The Most Targeted. The Most Expensive

The Most Targeted. The Most Expensive

Why Healthcare MUST Have SIEM Monitoring

Simply put, healthcare is one of the easiest industries to hack, and the most catastrophic to recover from.

For 14 consecutive years, healthcare has topped the list for the highest average breach cost $9.77 million per incident in 2024 (IBM Cost of Data Breach 2024). In the same year, 67% of healthcare organisations suffered ransomware attacks , a four year high while the overall ransomware rate across all other industries actually fell (Sophos 2024).

Ransomware attacks on healthcare have surged 300% since 2015, and between 2016 and 2021, researchers estimate they contributed to the deaths of between 42 and 67 patients (IBM; HIPAA Journal).

Clearly, this is a serious patient safety issue that we all should emphasize on.

Why Healthcare Is a Perfect Target?

  • Many users, many accounts — nurses, doctors, interns, and vendors all need access, creating a hard-to-manage attack surface

  • Limited cybersecurity budget — investment goes to clinical systems, not security monitoring

  • Small IT teams, many vendorsonly 14% of healthcare organisations say their IT security teams are fully staffed (IBM 2024)

  • Multiple locations — HQ, branch clinics, labs, pharmacies, and specialist centres with inconsistent security standards and no centralised visibility

  • 24/7 operations — IoT equipment and outdated Windows servers that cannot be patched without disrupting clinical operations

  • Patient data extraordinarily valuable — a medical record sells for $50–$250 on the dark web, compared to $5–$10 for a credit card, because it contains the full identity: IC/passport, address, insurance data, diagnosis, prescriptions, and billing history (dark web market research)

What Attackers Want?

As a result, the average healthcare ransom payment in 2024: $1.5 million with 57% of victims paying more than the original demand. Furthermore, the mean recovery cost, excluding the ransom: $2.57 million (Sophos 2024).

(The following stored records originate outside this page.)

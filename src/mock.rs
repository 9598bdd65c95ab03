//! Scripted transport for unit tests.

use crate::error::{PortfolioError, Result};
use crate::fetcher::{HttpResponse, Transport};
use futures::future::BoxFuture;
use std::collections::VecDeque;
use std::sync::Mutex;
use std::time::Duration;
use tokio::time::Instant;

/// One canned reply.
#[derive(Debug, Clone)]
pub(crate) enum Scripted {
    Reply(HttpResponse),
    NetworkFailure,
}

impl Scripted {
    pub(crate) fn status(status: u16, body: &str) -> Self {
        Self::Reply(HttpResponse {
            status,
            body: body.to_string(),
        })
    }

    pub(crate) fn json(value: serde_json::Value) -> Self {
        Self::Reply(HttpResponse {
            status: 200,
            body: value.to_string(),
        })
    }
}

#[derive(Debug, Clone)]
pub(crate) struct Call {
    pub url: String,
    pub headers: Vec<(String, String)>,
    pub at: Instant,
}

/// Replays a fixed sequence of replies, one per request, and records every
/// request it sees. An exhausted script answers with a network failure.
pub(crate) struct ScriptedTransport {
    script: Mutex<VecDeque<Scripted>>,
    calls: Mutex<Vec<Call>>,
}

impl ScriptedTransport {
    pub(crate) fn new(script: Vec<Scripted>) -> Self {
        Self {
            script: Mutex::new(script.into()),
            calls: Mutex::new(Vec::new()),
        }
    }

    pub(crate) fn calls(&self) -> Vec<Call> {
        self.calls.lock().map(|c| c.clone()).unwrap_or_default()
    }

    pub(crate) fn call_count(&self) -> usize {
        self.calls().len()
    }

    /// Time elapsed between consecutive requests
    pub(crate) fn gaps(&self) -> Vec<Duration> {
        self.calls()
            .windows(2)
            .map(|w| w[1].at.duration_since(w[0].at))
            .collect()
    }
}

impl Transport for ScriptedTransport {
    fn get<'a>(
        &'a self,
        url: &'a str,
        headers: &'a [(&'a str, &'a str)],
    ) -> BoxFuture<'a, Result<HttpResponse>> {
        if let Ok(mut calls) = self.calls.lock() {
            calls.push(Call {
                url: url.to_string(),
                headers: headers
                    .iter()
                    .map(|(k, v)| (k.to_string(), v.to_string()))
                    .collect(),
                at: Instant::now(),
            });
        }
        let next = self.script.lock().ok().and_then(|mut s| s.pop_front());

        Box::pin(async move {
            match next {
                Some(Scripted::Reply(response)) => Ok(response),
                Some(Scripted::NetworkFailure) => {
                    Err(PortfolioError::Network("connection reset".into()))
                }
                None => Err(PortfolioError::Network("script exhausted".into())),
            }
        })
    }
}
//! CLI command handlers that bridge CLI arguments to library operations

use crate::cli_bin::args::*;
use log::debug;
use mattershift::{BatchConfig, BatchDriver, BatchReport, OperationSet, Result, TextEncoding};
use std::process::ExitCode;

/// Execute the apply command
///
/// Exits with 1 when any file failed; the batch itself always runs to the end.
pub fn apply_command(args: ApplyArgs) -> Result<ExitCode> {
    debug!("Executing apply command with args: {:?}", args);

    let operations = OperationSet::from_file(&args.ops)?;
    let encoding = TextEncoding::from_label(&args.encoding)?;

    let mut config = BatchConfig::default()
        .with_encoding(encoding)
        .with_follow_links(args.follow_links)
        .with_max_depth(args.max_depth)
        .with_dry_run(args.dry_run);
    if !args.extensions.is_empty() {
        config = config.with_extensions(args.extensions);
    }

    let report = BatchDriver::new(config).run(&args.root, &operations);

    match args.format {
        ReportFormat::Text => print_report(&report, args.dry_run),
        ReportFormat::Json => println!("{}", serde_json::to_string_pretty(&report)?),
    }

    Ok(if report.has_errors() {
        ExitCode::from(1)
    } else {
        ExitCode::SUCCESS
    })
}

/// Execute the check command
pub fn check_command(args: CheckArgs) -> Result<ExitCode> {
    debug!("Executing check command with args: {:?}", args);

    let operations = OperationSet::from_file(&args.ops)?;
    match args.format {
        OperationFormat::Yaml => print!("{}", operations.to_yaml_string()?),
        OperationFormat::Json => println!("{}", operations.to_json_string()?),
    }
    Ok(ExitCode::SUCCESS)
}

fn print_report(report: &BatchReport, dry_run: bool) {
    if dry_run {
        println!("Dry run: {} file(s) would be modified.", report.modified.len());
    } else {
        println!("Modification completed.");
    }

    if !report.errors.is_empty() {
        println!("Errors occurred in the following files:");
        for failure in &report.errors {
            println!(
                "  [{}] {}: {}",
                failure.category,
                failure.path.display(),
                failure.message
            );
        }
    }

    if !report.skipped.is_empty() {
        println!("The following files were skipped (no valid frontmatter block found):");
        for path in &report.skipped {
            println!("  {}", path.display());
        }
    }
}
//! Batch processing of a directory tree
//!
//! [`BatchDriver`] visits every eligible file under a root directory and runs
//! the per-document pipeline on it:
//!
//! read → decode → extract → parse → transform → serialize → rewrite → encode → write
//!
//! Each file ends in exactly one [`Outcome`]. A failing file is recorded and
//! the walk moves on; the driver itself never returns an error.

use crate::core::{transform_document, OperationSet};
use crate::error::{ErrorCategory, MattershiftError, Result};
use crate::io::{read_bytes, write_atomic, FileResolver, ResolverConfig, TextEncoding};
use log::{debug, info, warn};
use serde::Serialize;
use std::path::{Path, PathBuf};

/// Configuration for a batch run
#[derive(Debug, Clone)]
pub struct BatchConfig {
    /// Encoding used to read and write documents
    pub encoding: TextEncoding,
    /// File extensions to process
    pub extensions: Vec<String>,
    /// Follow symbolic links while walking
    pub follow_links: bool,
    /// Maximum directory depth
    pub max_depth: Option<usize>,
    /// Run the whole pipeline but skip the final write
    pub dry_run: bool,
}

impl Default for BatchConfig {
    fn default() -> Self {
        Self {
            encoding: TextEncoding::default(),
            extensions: vec!["md".to_string()],
            follow_links: false,
            max_depth: None,
            dry_run: false,
        }
    }
}

impl BatchConfig {
    pub fn with_encoding(mut self, encoding: TextEncoding) -> Self {
        self.encoding = encoding;
        self
    }

    pub fn with_extensions(mut self, extensions: Vec<String>) -> Self {
        self.extensions = extensions;
        self
    }

    pub fn with_follow_links(mut self, follow_links: bool) -> Self {
        self.follow_links = follow_links;
        self
    }

    pub fn with_max_depth(mut self, max_depth: Option<usize>) -> Self {
        self.max_depth = max_depth;
        self
    }

    pub fn with_dry_run(mut self, dry_run: bool) -> Self {
        self.dry_run = dry_run;
        self
    }
}

/// What happened to one document
#[derive(Debug)]
pub enum Outcome {
    /// The document was rewritten (or would have been, in a dry run)
    Modified,
    /// No front matter block was found; the file was left alone
    Skipped,
    /// Reading, parsing or writing failed; the file was left alone
    Error(MattershiftError),
}

/// A failed file in a batch report
#[derive(Debug, Clone, PartialEq, Eq, Serialize)]
pub struct FileError {
    pub path: PathBuf,
    pub category: ErrorCategory,
    pub message: String,
}

/// Aggregated outcomes of a batch run, in visiting order
#[derive(Debug, Clone, Default, PartialEq, Eq, Serialize)]
pub struct BatchReport {
    pub modified: Vec<PathBuf>,
    pub skipped: Vec<PathBuf>,
    pub errors: Vec<FileError>,
}

impl BatchReport {
    /// Fold one outcome into the report
    pub fn record(&mut self, path: PathBuf, outcome: Outcome) {
        match outcome {
            Outcome::Modified => self.modified.push(path),
            Outcome::Skipped => self.skipped.push(path),
            Outcome::Error(err) => self.errors.push(FileError {
                category: err.category(),
                message: err.to_string(),
                path,
            }),
        }
    }

    pub fn errored_paths(&self) -> Vec<PathBuf> {
        self.errors.iter().map(|e| e.path.clone()).collect()
    }

    pub fn has_errors(&self) -> bool {
        !self.errors.is_empty()
    }

    /// Number of files visited
    pub fn total(&self) -> usize {
        self.modified.len() + self.skipped.len() + self.errors.len()
    }

    /// Split into `(errored_paths, skipped_paths)`
    pub fn into_lists(self) -> (Vec<PathBuf>, Vec<PathBuf>) {
        let errored = self.errors.into_iter().map(|e| e.path).collect();
        (errored, self.skipped)
    }
}

/// Runs an operation set over every eligible file of a tree
#[derive(Debug, Clone, Default)]
pub struct BatchDriver {
    config: BatchConfig,
    resolver: FileResolver,
}

impl BatchDriver {
    pub fn new(config: BatchConfig) -> Self {
        let resolver = FileResolver::with_config(ResolverConfig {
            follow_links: config.follow_links,
            max_depth: config.max_depth,
            extensions: config.extensions.clone(),
        });
        Self { config, resolver }
    }

    pub fn config(&self) -> &BatchConfig {
        &self.config
    }

    /// Process every eligible file under `root`
    pub fn run(&self, root: &Path, operations: &OperationSet) -> BatchReport {
        info!(
            "Applying {} operation(s) to {} ({})",
            operations.len(),
            root.display(),
            self.config.encoding
        );

        let mut report = BatchReport::default();

        for entry in self.resolver.walk(root) {
            match entry {
                Ok(path) => {
                    let outcome = self.process_file(&path, operations);
                    report.record(path, outcome);
                }
                Err(e) => {
                    let path = e
                        .path()
                        .map(Path::to_path_buf)
                        .unwrap_or_else(|| root.to_path_buf());
                    warn!("Cannot traverse {}: {}", path.display(), e);
                    report.record(path, Outcome::Error(e.into()));
                }
            }
        }

        info!(
            "Finished: {} modified, {} skipped, {} failed",
            report.modified.len(),
            report.skipped.len(),
            report.errors.len()
        );
        report
    }

    /// Process a single file
    pub fn process_file(&self, path: &Path, operations: &OperationSet) -> Outcome {
        debug!("Processing file: {}", path.display());

        match self.try_process_file(path, operations) {
            Ok(Outcome::Skipped) => {
                warn!(
                    "No valid front matter block found, skipping file {}",
                    path.display()
                );
                Outcome::Skipped
            }
            Ok(outcome) => outcome,
            Err(e) => {
                warn!("Error processing file {}: {}", path.display(), e);
                Outcome::Error(e)
            }
        }
    }

    fn try_process_file(&self, path: &Path, operations: &OperationSet) -> Result<Outcome> {
        let bytes = read_bytes(path)?;
        let decoded = self.config.encoding.decode(&bytes, path)?;

        let Some(rewritten) = transform_document(&decoded.text, operations, path)? else {
            return Ok(Outcome::Skipped);
        };

        let encoded = self
            .config
            .encoding
            .encode(&rewritten, decoded.had_bom, path)?;

        if self.config.dry_run {
            info!("Would update: {}", path.display());
            return Ok(Outcome::Modified);
        }

        write_atomic(path, &encoded)?;
        info!("Updated: {}", path.display());
        Ok(Outcome::Modified)
    }
}

/// Apply `operations` to every `.md` file under `root`
///
/// Returns `(errored_paths, skipped_paths)`.
pub fn run<P: AsRef<Path>>(
    root: P,
    operations: &OperationSet,
    encoding: TextEncoding,
) -> (Vec<PathBuf>, Vec<PathBuf>) {
    BatchDriver::new(BatchConfig::default().with_encoding(encoding))
        .run(root.as_ref(), operations)
        .into_lists()
}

Healthcare Cuberattacks Go Unnoticed Until Full Disruptions

How Attackers Enter a Hospital

Consider these common entry points, all exploited because of weak hygiene, not sophistication:

  • Phishing a staff email — busy, shift-based medical staff are among the most phishing-prone workforces in any industry

  • Compromised nurse or doctor credentials — stolen passwords reused across systems

  • Unpatched lab systems — known vulnerabilities, never fixed due to operational constraints

  • Insecure IoT and medical devices — connected equipment with no authentication and outdated firmware

“I Already Have a Firewall and Antivirus. Why Do I Need SIEM?

Yes, firewall and antivirus protect the perimeter. Once an attacker is inside, through phishing, a stolen credential, or an unpatched device, those tools go completely blind.

For instance, they cannot tell you:

  • That a nurse account logged in at 3AM from an unfamiliar device

  • That someone exported 50,000 patient records to an external drive

  • That an attacker has been moving between lab servers and EMR systems for three weeks

  • That an unknown device appeared on your network and is scanning internal systems

Abatis365 sees what perimeter tools cannot monitoring behaviour inside the network, correlating events across all systems, and alerting your team before a containable incident becomes a catastrophic breach.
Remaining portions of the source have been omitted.